**Task goal:** All of the records shown below need to be copied with no differences.

**Entries shown:**

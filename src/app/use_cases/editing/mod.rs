//! Use-Case-Funktionen für Pfad-Editing.
//!
//! Aufgeteilt nach Operation:
//! - `draw_path` — Stift: Pfad beginnen, Anker anhängen, abschließen
//! - `shapes` — Rechteck/Kreis aufziehen
//! - `delete_paths` — Pfade löschen
//! - `erase` — Radierer-Treffertest
//! - `move_paths` — Selektion verschieben
//! - `split_path` — Pfad auftrennen
//! - `join_paths` — Pfade verbinden
//! - `update_style` — Stiländerungen (Wert-Diff)
//! - `update_points` — Ankerliste ersetzen (Anker-Drag-Commit)

mod delete_paths;
mod draw_path;
mod erase;
mod join_paths;
mod move_paths;
mod shapes;
mod split_path;
mod update_points;
mod update_style;

pub use delete_paths::{delete_path, delete_selected};
pub use draw_path::{append_point_to_active, end_active_path, start_new_path};
pub use erase::find_erase_hit;
pub use join_paths::join_selected;
pub use move_paths::move_selected;
pub use shapes::{begin_shape, update_shape};
pub use split_path::split_path;
pub use update_points::set_path_points;
pub use update_style::{set_selected_smooth, set_selected_smooth_tension, update_selected_style};
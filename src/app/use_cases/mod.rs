//! Use-Case-Schicht: reine Zustandsmutationen ohne UI- oder History-Logik.
//!
//! Handler rufen Use-Cases auf und kümmern sich selbst um Undo-Snapshots
//! und Statusmeldungen.

pub mod camera;
pub mod editing;
pub mod file_io;
pub mod selection;
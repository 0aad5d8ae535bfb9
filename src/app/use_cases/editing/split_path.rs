//! Use-Case: Pfad an einem Segment auftrennen.

use crate::app::AppState;
use crate::core::NeonPath;
use glam::Vec2;

/// Trennt einen Pfad am Segment `seg_index` (flacher Koordinatenindex des
/// Segment-Starts) im Punkt `split_point` in zwei neue Pfade.
///
/// Beide Teilpfade erben den Stil des Originals und erhalten frische IDs;
/// das Original wird entfernt, Selektion und Aktiv-Markierung werden
/// bereinigt. Pfade mit weniger als zwei Ankern bleiben unberührt.
pub fn split_path(
    state: &mut AppState,
    id: u64,
    seg_index: usize,
    split_point: Vec2,
) -> Option<(u64, u64)> {
    let original = state.document.path(id)?.clone();
    if original.points.len() < 4 || seg_index + 2 > original.points.len() {
        return None;
    }

    let mut first_points = original.points[..seg_index + 2].to_vec();
    first_points.push(split_point.x);
    first_points.push(split_point.y);

    let mut second_points = vec![split_point.x, split_point.y];
    second_points.extend_from_slice(&original.points[seg_index + 2..]);

    let doc = state.document_mut();
    let first_id = doc.allocate_id();
    let second_id = doc.allocate_id();
    doc.push_path(NeonPath {
        id: first_id,
        points: first_points,
        is_closed: None,
        ..original.clone()
    });
    doc.push_path(NeonPath {
        id: second_id,
        points: second_points,
        is_closed: None,
        ..original
    });
    doc.remove_path(id);

    state.selection.clear();
    if state.editor.active_path_id == Some(id) {
        state.editor.active_path_id = None;
    }
    log::info!(
        "Pfad {} aufgetrennt in {} und {}",
        id,
        first_id,
        second_id
    );
    Some((first_id, second_id))
}

#[cfg(test)]
mod tests {
    use super::*;
    use crate::core::NeonPath;

    fn state_with_path(points: Vec<f32>) -> (AppState, u64) {
        let mut state = AppState::new();
        let id = state.document_mut().allocate_id();
        let doc = state.document_mut();
        doc.push_path(NeonPath {
            id,
            points,
            color: [0, 255, 128],
            width: 6.0,
            glow: 20.0,
            corner_radius: 3.0,
            is_smooth: false,
            smooth_tension: 0.5,
            is_closed: None,
        });
        (state, id)
    }

    #[test]
    fn split_produces_prefix_and_suffix_with_shared_point() {
        let (mut state, id) = state_with_path(vec![0.0, 0.0, 10.0, 0.0, 20.0, 0.0]);
        let (a, b) = split_path(&mut state, id, 0, Vec2::new(5.0, 0.0)).unwrap();

        let first = state.document.path(a).unwrap();
        let second = state.document.path(b).unwrap();
        assert_eq!(first.points, vec![0.0, 0.0, 10.0, 0.0, 5.0, 0.0]);
        assert_eq!(second.points, vec![5.0, 0.0, 10.0, 0.0, 20.0, 0.0]);
        assert!(state.document.path(id).is_none());
    }

    #[test]
    fn split_inherits_style() {
        let (mut state, id) = state_with_path(vec![0.0, 0.0, 10.0, 0.0]);
        let (a, _b) = split_path(&mut state, id, 0, Vec2::new(5.0, 0.0)).unwrap();
        let first = state.document.path(a).unwrap();
        assert_eq!(first.color, [0, 255, 128]);
        assert_eq!(first.width, 6.0);
        assert_eq!(first.corner_radius, 3.0);
    }

    #[test]
    fn split_clears_selection_and_active() {
        let (mut state, id) = state_with_path(vec![0.0, 0.0, 10.0, 0.0]);
        state.selection.set([id]);
        state.editor.active_path_id = Some(id);
        split_path(&mut state, id, 0, Vec2::new(5.0, 0.0)).unwrap();
        assert!(state.selection.is_empty());
        assert_eq!(state.editor.active_path_id, None);
    }

    #[test]
    fn split_rejects_single_anchor_path() {
        let (mut state, id) = state_with_path(vec![0.0, 0.0]);
        assert!(split_path(&mut state, id, 0, Vec2::ZERO).is_none());
        assert!(state.document.path(id).is_some());
    }

    #[test]
    fn split_unknown_path_is_none() {
        let mut state = AppState::new();
        assert!(split_path(&mut state, 99, 0, Vec2::ZERO).is_none());
    }
}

**Answer box:**
filename src/app/use_cases/editing/mod.rs
//! Use-Case-Funktionen für Pfad-Editing.
//!
//! Aufgeteilt nach Operation:
//! - `draw_path` — Stift: Pfad beginnen, Anker anhängen, abschließen
//! - `shapes` — Rechteck/Kreis aufziehen
//! - `delete_paths` — Pfade löschen
//! - `erase` — Radierer-Treffertest
//! - `move_paths` — Selektion verschieben
//! - `split_path` — Pfad auftrennen
//! - `join_paths` — Pfade verbinden
//! - `update_style` — Stiländerungen (Wert-Diff)
//! - `update_points` — Ankerliste ersetzen (Anker-Drag-Commit)

mod delete_paths;
mod draw_path;
mod erase;
mod join_paths;
mod move_paths;
mod shapes;
mod split_path;
mod update_points;
mod update_style;

pub use delete_paths::{delete_path, delete_selected};
pub use draw_path::{append_point_to_active, end_active_path, start_new_path};
pub use erase::find_erase_hit;
pub use join_paths::join_selected;
pub use move_paths::move_selected;
pub use shapes::{begin_shape, update_shape};
pub use split_path::split_path;
pub use update_points::set_path_points;
pub use update_style::{set_selected_smooth, set_selected_smooth_tension, update_selected_style};
filename src/app/use_cases/mod.rs
//! Use-Case-Schicht: reine Zustandsmutationen ohne UI- oder History-Logik.
//!
//! Handler rufen Use-Cases auf und kümmern sich selbst um Undo-Snapshots
//! und Statusmeldungen.

pub mod camera;
pub mod editing;
pub mod file_io;
pub mod selection;
repository 0aad5d8ae535bfb9
filename src/app/use_cases/editing/split_path.rs
//! Use-Case: Pfad an einem Segment auftrennen.

use crate::app::AppState;
use crate::core::NeonPath;
use glam::Vec2;

/// Trennt einen Pfad am Segment `seg_index` (flacher Koordinatenindex des
/// Segment-Starts) im Punkt `split_point` in zwei neue Pfade.
///
/// Beide Teilpfade erben den Stil des Originals und erhalten frische IDs;
/// das Original wird entfernt, Selektion und Aktiv-Markierung werden
/// bereinigt. Pfade mit weniger als zwei Ankern bleiben unberührt.
pub fn split_path(
    state: &mut AppState,
    id: u64,
    seg_index: usize,
    split_point: Vec2,
) -> Option<(u64, u64)> {
    let original = state.document.path(id)?.clone();
    if original.points.len() < 4 || seg_index + 2 > original.points.len() {
        return None;
    }

    let mut first_points = original.points[..seg_index + 2].to_vec();
    first_points.push(split_point.x);
    first_points.push(split_point.y);

    let mut second_points = vec![split_point.x, split_point.y];
    second_points.extend_from_slice(&original.points[seg_index + 2..]);

    let doc = state.document_mut();
    let first_id = doc.allocate_id();
    let second_id = doc.allocate_id();
    doc.push_path(NeonPath {
        id: first_id,
        points: first_points,
        is_closed: None,
        ..original.clone()
    });
    doc.push_path(NeonPath {
        id: second_id,
        points: second_points,
        is_closed: None,
        ..original
    });
    doc.remove_path(id);

    state.selection.clear();
    if state.editor.active_path_id == Some(id) {
        state.editor.active_path_id = None;
    }
    log::info!(
        "Pfad {} aufgetrennt in {} und {}",
        id,
        first_id,
        second_id
    );
    Some((first_id, second_id))
}

#[cfg(test)]
mod tests {
    use super::*;
    use crate::core::NeonPath;

    fn state_with_path(points: Vec<f32>) -> (AppState, u64) {
        let mut state = AppState::new();
        let id = state.document_mut().allocate_id();
        let doc = state.document_mut();
        doc.push_path(NeonPath {
            id,
            points,
            color: [0, 255, 128],
            width: 6.0,
            glow: 20.0,
            corner_radius: 3.0,
            is_smooth: false,
            smooth_tension: 0.5,
            is_closed: None,
        });
        (state, id)
    }

    #[test]
    fn split_produces_prefix_and_suffix_with_shared_point() {
        let (mut state, id) = state_with_path(vec![0.0, 0.0, 10.0, 0.0, 20.0, 0.0]);
        let (a, b) = split_path(&mut state, id, 0, Vec2::new(5.0, 0.0)).unwrap();

        let first = state.document.path(a).unwrap();
        let second = state.document.path(b).unwrap();
        assert_eq!(first.points, vec![0.0, 0.0, 10.0, 0.0, 5.0, 0.0]);
        assert_eq!(second.points, vec![5.0, 0.0, 10.0, 0.0, 20.0, 0.0]);
        assert!(state.document.path(id).is_none());
    }

    #[test]
    fn split_inherits_style() {
        let (mut state, id) = state_with_path(vec![0.0, 0.0, 10.0, 0.0]);
        let (a, _b) = split_path(&mut state, id, 0, Vec2::new(5.0, 0.0)).unwrap();
        let first = state.document.path(a).unwrap();
        assert_eq!(first.color, [0, 255, 128]);
        assert_eq!(first.width, 6.0);
        assert_eq!(first.corner_radius, 3.0);
    }

    #[test]
    fn split_clears_selection_and_active() {
        let (mut state, id) = state_with_path(vec![0.0, 0.0, 10.0, 0.0]);
        state.selection.set([id]);
        state.editor.active_path_id = Some(id);
        split_path(&mut state, id, 0, Vec2::new(5.0, 0.0)).unwrap();
        assert!(state.selection.is_empty());
        assert_eq!(state.editor.active_path_id, None);
    }

    #[test]
    fn split_rejects_single_anchor_path() {
        let (mut state, id) = state_with_path(vec![0.0, 0.0]);
        assert!(split_path(&mut state, id, 0, Vec2::ZERO).is_none());
        assert!(state.document.path(id).is_some());
    }

    #[test]
    fn split_unknown_path_is_none() {
        let mut state = AppState::new();
        assert!(split_path(&mut state, 99, 0, Vec2::ZERO).is_none());
    }
}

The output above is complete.